Narciso, dietro i cannoni, davanti ai muli
di Marcello Baldi e Dario Baldi
Napoli Film Festival 2009
Narciso, dietro i cannoni, davanti ai muli, film vincitore di vari premi tra cui l’ultimo è il Vesuvio Award della sezione Nuovo Cinema Italia all’interno del Napoli Film Festival 2009, ci racconta di Narciso Dal Cason, detto Ciso, un uomo anziano che vive da sempre in un piccolo paese tra le montagne della Valsugana, in Trentino. D’un tratto la sua vita solitaria e tranquilla verrà scossa dal ritorno del figlio Tommaso, assente da casa da circa vent’anni, che porta con sé la sua donna indiana Aruna e il loro figlioletto Samir, di sei anni. Un avvenimento che non potrà lasciare indifferente il vecchio Ciso, che dopo alcune iniziali ritrosie riuscirà gradualmente a tessere un rapporto molto tenero e affettuoso con il bambino. Intanto una parte della popolazione, quella più ottusa e bigotta, si darà alacremente da fare per togliersi dai piedi il “pericolo” musulmano rappresentato da Aruna e il piccoletto.
Dario Baldi e suo padre Marcello - navigato cineasta morto proprio durante la realizzazione di Narciso e divisosi nella sua lunghissima carriera tra documentari, film di carattere religioso e sceneggiati televisivi - ci narrano una vicenda molto semplice, una storia ambientata in una provincia molto periferica e, pertanto, una storia profondamente italiana.

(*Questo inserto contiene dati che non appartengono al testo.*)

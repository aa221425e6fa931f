//! 静止画パイプライン

use super::{decode_image, MatchEngine, MatchResult, ResultSink};
use crate::policy::MediaKind;
use crate::reference::ReferenceSet;
use crate::scanner::AssetInfo;
use frame_match_common::image_match_name;
use std::path::PathBuf;

/// 1枚の静止画を全参照画像と照合して結果を書き出す
///
/// 読み込めない画像はマッチ0件として扱う（バッチは継続）。
pub fn process_image(
    asset: &AssetInfo,
    engine: &MatchEngine,
    references: &ReferenceSet,
    sink: &mut dyn ResultSink,
) -> Vec<PathBuf> {
    let image = match decode_image(&asset.path) {
        Ok(img) => img,
        Err(e) => {
            eprintln!("  ⚠ {}", e);
            return Vec::new();
        }
    };

    let candidate = engine.candidate(image);
    if engine.verbose {
        println!("  特徴点: {}個", candidate.descriptors.len());
    }

    let stem = asset
        .path
        .file_stem()
        .map(|s| s.to_string_lossy().to_string())
        .unwrap_or_default();
    let extension = asset
        .path
        .extension()
        .map(|e| format!(".{}", e.to_string_lossy()))
        .unwrap_or_default();

    let mut saved = Vec::new();
    for hit in engine.evaluate(MediaKind::Image, &candidate, references) {
        let result = MatchResult {
            candidate: asset.file_name.clone(),
            reference: hit.reference.name.clone(),
            score: hit.score,
            frame_index: None,
            timestamp: None,
            file_name: image_match_name(&stem, &hit.reference.stem, hit.score, &extension),
        };

        match sink.accept(&result, &candidate.image) {
            Ok(path) => {
                println!(
                    "  ✔ マッチ: {} ↔ {} (score: {:.3})",
                    asset.file_name, result.reference, result.score
                );
                saved.push(path);
            }
            Err(e) => eprintln!("  ⚠ 書き出し失敗: {}", e),
        }
    }

    saved
}
//! 実行エントリポイント
//!
//! `run` は素材フォルダ1つ分の照合、`rebuild_manifests` は結果・参照画像の
//! マニフェストをディスク上の内容から作り直す。

use crate::config::RunConfig;
use crate::error::{FrameMatchError, Result};
use crate::pipeline::{process_image, process_video, FolderSink, MatchEngine};
use crate::reference::ReferenceSet;
use crate::scanner::{self, AssetKind};
use frame_match_common::{Dataset, ResultsManifest, SearchManifest, MANIFEST_FILE_NAME};
use std::path::{Path, PathBuf};

/// 実行結果の集計
#[derive(Debug, Clone, Default, PartialEq)]
pub struct RunSummary {
    pub dataset_id: String,
    pub references: usize,
    pub images_processed: usize,
    pub videos_processed: usize,
    pub image_matches: usize,
    pub video_matches: usize,
    pub results_dir: PathBuf,
}

impl RunSummary {
    pub fn total_matches(&self) -> usize {
        self.image_matches + self.video_matches
    }
}

/// 照合を実行
///
/// 参照画像フォルダ・素材フォルダの欠落、読み込める参照画像が0枚の場合のみ
/// エラーを返す。個々の素材の失敗はログを出して続行する。
pub fn run(config: &RunConfig) -> Result<RunSummary> {
    if !config.search_dir.is_dir() {
        return Err(FrameMatchError::SearchDirNotFound(
            config.search_dir.display().to_string(),
        ));
    }
    if !config.assets_dir.is_dir() {
        return Err(FrameMatchError::AssetsDirNotFound(
            config.assets_dir.display().to_string(),
        ));
    }

    std::fs::create_dir_all(&config.results_dir)?;

    let engine = MatchEngine::new(config.orb_config(), config.verbose);

    println!("[1/2] 参照画像を読み込み中...");
    let references = ReferenceSet::load(&config.search_dir, &engine)?;
    println!("✔ {}枚の参照画像\n", references.len());

    println!("[2/2] データセット '{}' を処理中", config.dataset_id);
    println!("  素材フォルダ: {}", config.assets_dir.display());
    let assets = scanner::scan_assets(&config.assets_dir)?;

    let mut sink = FolderSink::with_manifest(&config.results_dir, &config.manifest_path);
    let mut summary = RunSummary {
        dataset_id: config.dataset_id.clone(),
        references: references.len(),
        results_dir: config.results_dir.clone(),
        ..Default::default()
    };

    for asset in &assets {
        match asset.kind {
            AssetKind::Image => {
                println!("\n画像: {}", asset.file_name);
                let saved = process_image(asset, &engine, &references, &mut sink);
                summary.images_processed += 1;
                summary.image_matches += saved.len();
            }
            AssetKind::Video => {
                println!("\n動画: {}", asset.file_name);
                let saved =
                    process_video(asset, &engine, &references, &mut sink, config.frame_interval);
                summary.videos_processed += 1;
                summary.video_matches += saved.len();
            }
        }
    }

    Ok(summary)
}

/// サマリーを表示
pub fn print_summary(summary: &RunSummary) {
    println!("\n{}", "=".repeat(60));
    println!("✅ 処理完了: {}件のマッチ", summary.total_matches());
    println!(
        "  画像: {}件 ({}ファイル) / 動画フレーム: {}件 ({}ファイル)",
        summary.image_matches,
        summary.images_processed,
        summary.video_matches,
        summary.videos_processed
    );
    println!("  結果フォルダ: {}", summary.results_dir.display());
    println!("{}", "=".repeat(60));
}

/// マニフェスト再生成の対象
#[derive(Debug, Clone, Copy, PartialEq, Eq)]
pub struct ManifestTargets {
    pub results: bool,
    pub search: bool,
}

impl ManifestTargets {
    /// どちらも指定されていなければ両方
    pub fn from_flags(results: bool, search: bool) -> Self {
        if !results && !search {
            Self { results: true, search: true }
        } else {
            Self { results, search }
        }
    }
}

/// 全データセットのマニフェストを再生成し、書き出したファイルを返す
///
/// フォルダがないデータセットは警告を出して飛ばす。
pub fn rebuild_manifests(
    root: &Path,
    datasets: &[Dataset],
    targets: ManifestTargets,
) -> Result<Vec<PathBuf>> {
    let mut written = Vec::new();

    for dataset in datasets {
        if targets.results {
            let dir = root.join(&dataset.results_dir);
            if dir.is_dir() {
                let manifest = ResultsManifest::rebuild(&dir)?;
                let path = dir.join(MANIFEST_FILE_NAME);
                manifest.save(&path)?;
                println!("✔ [{}] 結果マニフェスト: {}件 → {}", dataset.id, manifest.count, path.display());
                written.push(path);
            } else {
                eprintln!("⚠ [{}] 結果フォルダがありません: {}", dataset.id, dir.display());
            }
        }

        if targets.search {
            let dir = root.join(&dataset.search_dir);
            if dir.is_dir() {
                let manifest = SearchManifest::build(&dir)?;
                let path = dir.join(MANIFEST_FILE_NAME);
                manifest.save(&path)?;
                println!("✔ [{}] 参照画像マニフェスト: {}件 → {}", dataset.id, manifest.count, path.display());
                written.push(path);
            } else {
                eprintln!("⚠ [{}] 参照画像フォルダがありません: {}", dataset.id, dir.display());
            }
        }
    }

    Ok(written)
}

A vestire i panni dell’alpino ed ex partigiano Ciso è Roberto Herlitzka, attore principalmente teatrale ma prestatosi più di una volta anche al cinema, che in molti ricorderanno per la sensibilissima interpretazione di Aldo Moro in Buongiorno, notte di Marco Bellocchio. Anche nel film dei Baldi, l’attore esegue il suo compito in maniera più che decorosa, dando vita a un personaggio che sentiamo vero, di cui ci sembra quasi di toccare gli stati d’animo, dal quale ci arrivano dritte al cuore emozioni forti e intense. Se è esagerato e inesatto asserire che il film si regge sulla recitazione di Herlitzka, non è ingiusto affermare che l’arte di questo straordinario interprete va a irrobustire considerevolmente lo statuto espressivo del film, fino ad arrivare anche a compensare alcune debolezze in qualche frangente di testo.
Il tema centrale che viene trattato, un discorso sulla diversità e più specificatamente sulla difficoltà di integrazione tra membri appartenenti a popoli dalle abitudini e dai costumi diversi, non è certo nuovo o particolarmente originale ma è comunque tutt’altro che superato. Un altro motivo da non trascurare assolutamente nel film è inoltre il contrastato faccia a faccia tra generazioni, il dialogo spesso irrisolto, quando non rinviato, tra padri e figli.
Infine Narciso è un’opera delicata, interessante, in alcuni tratti accesa da lampi di lirismo, anche se non sempre immune da difetti. In particolare la presenza di quattro mani genera una certa discontinuità nel registro stilistico del film che si esprime in un’andatura non sempre sicura. Ci capita così di trovare, oltre a morbidi movimenti di macchina, a immagini suggestive che catturano i personaggi e restituiscono diligentemente i luoghi e gli spazi evitando effetti artefatti o troppo ricercati, anche qualche passaggio meno riuscito, più convenzionale e discutibile (valgano come esempio i brevi quanto narrativamente poco motivati flashback di Ciso relativi all’esperienza della guerra). Ma l’opera dei Baldi resta complessivamente un film meritevole e genuino che entra dolcemente nell’animo di chi lo vede lasciandovi una traccia emotiva importante.